Could you write out the opening lines of the data, word for word, stopping after the line that contains "pub enum HandlerError"?

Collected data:
● ● ● ● ●
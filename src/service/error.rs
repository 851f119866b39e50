//! Error types for command handlers.

use std::error::Error;
use std::fmt;

use crate::error::StoreError;
use crate::orders::{PlaceOrderError, UpdateStatusError};

/// Error type for command handler operations.
#[derive(Debug)]
pub enum HandlerError {
    /// No handler registered for this command name.
    UnknownCommand(String),
    /// Payload decode / deserialization failed.
    DecodeFailed(String),
    /// Business logic rejected the command (validation, invariant violation).
    Rejected(String),
    /// Resource not found.
    NotFound(String),
    /// Missing or invalid caller identity.
    Unauthorized(String),
    /// Caller identity lacks the required role.
    Forbidden(String),
    /// Store infrastructure failure.
    Store(StoreError),
    /// Guard rejected the command (input shape validation failed).
    GuardRejected(String),
    /// Other error.
    Other(Box<dyn Error + Send + Sync>),
}

impl fmt::Display for HandlerError {
    fn fmt(&self, f: &mut fmt::Formatter<'_>) -> fmt::Result {
        match self {
            HandlerError::UnknownCommand(name) => write!(f, "unknown command: {}", name),
            HandlerError::DecodeFailed(msg) => write!(f, "decode failed: {}", msg),
            HandlerError::Rejected(msg) => write!(f, "rejected: {}", msg),
            HandlerError::NotFound(id) => write!(f, "not found: {}", id),
            HandlerError::Unauthorized(msg) => write!(f, "unauthorized: {}", msg),
            HandlerError::Forbidden(msg) => write!(f, "forbidden: {}", msg),
            HandlerError::Store(e) => write!(f, "store error: {}", e),
            HandlerError::GuardRejected(name) => {
                write!(f, "guard rejected command: {}", name)
            }
            HandlerError::Other(e) => write!(f, "handler error: {}", e),
        }
    }
}

impl Error for HandlerError {
    fn source(&self) -> Option<&(dyn Error + 'static)> {
        match self {
            HandlerError::Store(e) => Some(e),
            HandlerError::Other(e) => Some(e.as_ref()),
            _ => None,
        }
    }
}

impl From<StoreError> for HandlerError {
    fn from(err: StoreError) -> Self {
        HandlerError::Store(err)
    }
}

impl From<serde_json::Error> for HandlerError {
    fn from(err: serde_json::Error) -> Self {
        HandlerError::DecodeFailed(err.to_string())
    }
}

impl From<PlaceOrderError> for HandlerError {
    fn from(err: PlaceOrderError) -> Self {
        match err {
            PlaceOrderError::EmptyCart | PlaceOrderError::InvalidQuantity { .. } => {
                HandlerError::Rejected(err.to_string())
            }
            PlaceOrderError::ItemNotFound { ref item_id } => {
                HandlerError::NotFound(item_id.clone())
            }
            PlaceOrderError::InsufficientStock { .. } => HandlerError::Rejected(err.to_string()),
            PlaceOrderError::NumberSpaceExhausted => HandlerError::Other(Box::new(err)),
            PlaceOrderError::Store(e) => HandlerError::Store(e),
        }
    }
}

impl From<UpdateStatusError> for HandlerError {
    fn from(err: UpdateStatusError) -> Self {
        match err {
            UpdateStatusError::NotFound(id) => HandlerError::NotFound(id),
            UpdateStatusError::InvalidTransition { .. } => HandlerError::Rejected(err.to_string()),
            UpdateStatusError::Store(e) => HandlerError::Store(e),
        }
    }
}

impl HandlerError {
    /// Map this error to an HTTP-style status code.
    pub fn status_code(&self) -> u16 {
        match self {
            HandlerError::UnknownCommand(_) => 404,
            HandlerError::DecodeFailed(_) => 400,
            HandlerError::Rejected(_) => 422,
            HandlerError::NotFound(_) => 404,
            HandlerError::Unauthorized(_) => 401,
            HandlerError::Forbidden(_) => 403,
            HandlerError::Store(_) => 500,
            HandlerError::GuardRejected(_) => 400,
            HandlerError::Other(_) => 500,
        }
    }
}

#[cfg(test)]
mod tests {
    use super::*;
    use crate::orders::OrderStatus;

    #[test]
    fn insufficient_stock_maps_to_unprocessable() {
        let err: HandlerError = PlaceOrderError::InsufficientStock {
            name: "Scone".into(),
        }
        .into();
        assert_eq!(err.status_code(), 422);
        assert!(err.to_string().contains("Scone"));
    }

    #[test]
    fn unknown_item_maps_to_not_found() {
        let err: HandlerError = PlaceOrderError::ItemNotFound {
            item_id: "i9".into(),
        }
        .into();
        assert_eq!(err.status_code(), 404);
    }

    #[test]
    fn invalid_transition_maps_to_unprocessable() {
        let err: HandlerError = UpdateStatusError::InvalidTransition {
            from: OrderStatus::Completed,
            to: OrderStatus::Pending,
        }
        .into();
        assert_eq!(err.status_code(), 422);
        assert!(err.to_string().contains("completed"));
    }

    #[test]
    fn store_failures_are_internal() {
        let err: HandlerError = StoreError::LockPoisoned("test").into();
        assert_eq!(err.status_code(), 500);
    }
}
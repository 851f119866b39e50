use rand::Rng;

/// Human-facing order number generator: `ORD-` plus six random digits.
///
/// Randomness alone is not trusted for uniqueness — the order store
/// enforces it, and placement retries generation a bounded number of
/// times on collision.
#[derive(Clone, Copy, Debug, Default)]
pub struct OrderNumberGenerator;

impl OrderNumberGenerator {
    pub fn new() -> Self {
        Self
    }

    pub fn generate(&self) -> String {
        let digits: u32 = rand::thread_rng().gen_range(100_000..1_000_000);
        format!("ORD-{digits}")
    }
}

#[cfg(test)]
mod tests {
    use super::*;

    #[test]
    fn format_is_prefix_plus_six_digits() {
        let number = OrderNumberGenerator::new().generate();
        let digits = number.strip_prefix("ORD-").expect("prefix");
        assert_eq!(digits.len(), 6);
        assert!(digits.chars().all(|c| c.is_ascii_digit()));
    }
}
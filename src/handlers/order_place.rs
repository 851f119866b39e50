//! Handler: order.place — turn the caller's cart into a committed order.
//!
//! The all-or-nothing semantics live in [`crate::orders::place_order`];
//! this handler only authenticates, decodes, and maps the outcome.

use serde::Deserialize;
use serde_json::{json, Value};

use crate::orders::{place_order, CartLine};
use crate::service::{Context, HandlerError};
use crate::state::AppState;

pub const COMMAND: &str = "order.place";

#[derive(Deserialize)]
pub struct Input {
    pub items: Vec<CartLine>,
}

pub fn guard(ctx: &Context<AppState>) -> bool {
    ctx.raw_input()
        .get("items")
        .and_then(Value::as_array)
        .map(|items| !items.is_empty())
        .unwrap_or(false)
}

pub fn handle(ctx: &Context<AppState>) -> Result<Value, HandlerError> {
    let identity = ctx.identity()?;
    let input = ctx.input::<Input>()?;

    let state = ctx.state();
    let placed = place_order(
        &state.catalog,
        &state.orders,
        &state.numbers,
        &identity.user_id,
        &input.items,
    )?;

    Ok(json!({
        "order_id": placed.order_id,
        "order_number": placed.order_number,
    }))
}
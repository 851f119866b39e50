//! Cafe profile — a singleton descriptor staff keep up to date.

use std::sync::{Arc, RwLock};

use serde::{Deserialize, Serialize};

use crate::error::StoreError;

#[derive(Clone, Debug, PartialEq, Eq, Serialize, Deserialize)]
pub struct CafeProfile {
    pub name: String,
    pub description: String,
    pub opening_hours: String,
    pub location: String,
}

/// Holds at most one profile; `upsert` creates or replaces it.
#[derive(Clone, Default)]
pub struct CafeStore {
    profile: Arc<RwLock<Option<CafeProfile>>>,
}

impl CafeStore {
    pub fn new() -> Self {
        Self::default()
    }

    pub fn get(&self) -> Result<Option<CafeProfile>, StoreError> {
        let profile = self
            .profile
            .read()
            .map_err(|_| StoreError::LockPoisoned("cafe get"))?;
        Ok(profile.clone())
    }

    pub fn upsert(&self, new: CafeProfile) -> Result<CafeProfile, StoreError> {
        let mut profile = self
            .profile
            .write()
            .map_err(|_| StoreError::LockPoisoned("cafe upsert"))?;
        *profile = Some(new.clone());
        Ok(new)
    }
}
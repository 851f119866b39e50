//! Handler: order.list_mine — the caller's orders, newest first.

use serde_json::Value;

use crate::service::{Context, HandlerError};
use crate::state::AppState;

pub const COMMAND: &str = "order.list_mine";

pub fn handle(ctx: &Context<AppState>) -> Result<Value, HandlerError> {
    let identity = ctx.identity()?;
    let orders = ctx.state().orders.list_by_owner(&identity.user_id)?;
    Ok(serde_json::to_value(orders)?)
}
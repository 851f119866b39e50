//! HTTP transport — maps HTTP requests to command dispatch.
//!
//! ## Routes
//!
//! - `POST /:command` — dispatch a command. Body = JSON input, request
//!   headers → Session.
//! - `GET /health` — health check returning `{ "ok": true, "commands": [...] }`.
//!
//! Business failures surface with their typed message and status;
//! anything mapping to a 5xx is logged for operators and reported to the
//! client as a generic internal error.

use std::sync::Arc;

use axum::extract::{Path, State};
use axum::http::{HeaderMap, StatusCode};
use axum::response::IntoResponse;
use axum::routing::get;
use axum::{Json, Router};
use serde_json::{json, Value};
use tracing::error;

use crate::service::{Service, Session};

/// Build an axum `Router` that dispatches commands via the given service.
pub fn router<S: Send + Sync + 'static>(service: Arc<Service<S>>) -> Router {
    Router::new()
        .route("/health", get(health_handler))
        .route("/:command", axum::routing::post(command_handler))
        .with_state(service)
}

/// Serve the service over HTTP at the given address (e.g. `"0.0.0.0:8080"`).
pub async fn serve<S: Send + Sync + 'static>(
    service: Arc<Service<S>>,
    addr: &str,
) -> Result<(), std::io::Error> {
    let app = router(service);
    let listener = tokio::net::TcpListener::bind(addr).await?;
    axum::serve(listener, app).await
}

/// `GET /health` — returns `{ "ok": true, "commands": [...] }`.
async fn health_handler<S: Send + Sync + 'static>(
    State(service): State<Arc<Service<S>>>,
) -> impl IntoResponse {
    let commands: Vec<&str> = service.commands();
    Json(json!({ "ok": true, "commands": commands }))
}

/// `POST /:command` — dispatch a command with JSON body and headers as session.
async fn command_handler<S: Send + Sync + 'static>(
    State(service): State<Arc<Service<S>>>,
    Path(command): Path<String>,
    headers: HeaderMap,
    Json(input): Json<Value>,
) -> impl IntoResponse {
    let session = session_from_headers(&headers);
    match service.dispatch(&command, input, session) {
        Ok(value) => (StatusCode::OK, Json(value)).into_response(),
        Err(e) => {
            let status =
                StatusCode::from_u16(e.status_code()).unwrap_or(StatusCode::INTERNAL_SERVER_ERROR);
            let body = if status.is_server_error() {
                error!(%command, error = %e, "command failed");
                json!({ "error": "internal error" })
            } else {
                json!({ "error": e.to_string() })
            };
            (status, Json(body)).into_response()
        }
    }
}

/// Extract session variables from HTTP headers.
///
/// All headers are lowercased and included as session variables.
fn session_from_headers(headers: &HeaderMap) -> Session {
    let mut vars = std::collections::HashMap::new();
    for (name, value) in headers.iter() {
        if let Ok(v) = value.to_str() {
            vars.insert(name.as_str().to_string(), v.to_string());
        }
    }
    Session::from_map(vars)
}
● ● ● ● ●
◆ Output for this exercise
filename src/service/error.rs
repository 851f119866b39e50
//! Error types for command handlers.

use std::error::Error;
use std::fmt;

use crate::error::StoreError;
use crate::orders::{PlaceOrderError, UpdateStatusError};

/// Error type for command handler operations.
#[derive(Debug)]
pub enum HandlerError {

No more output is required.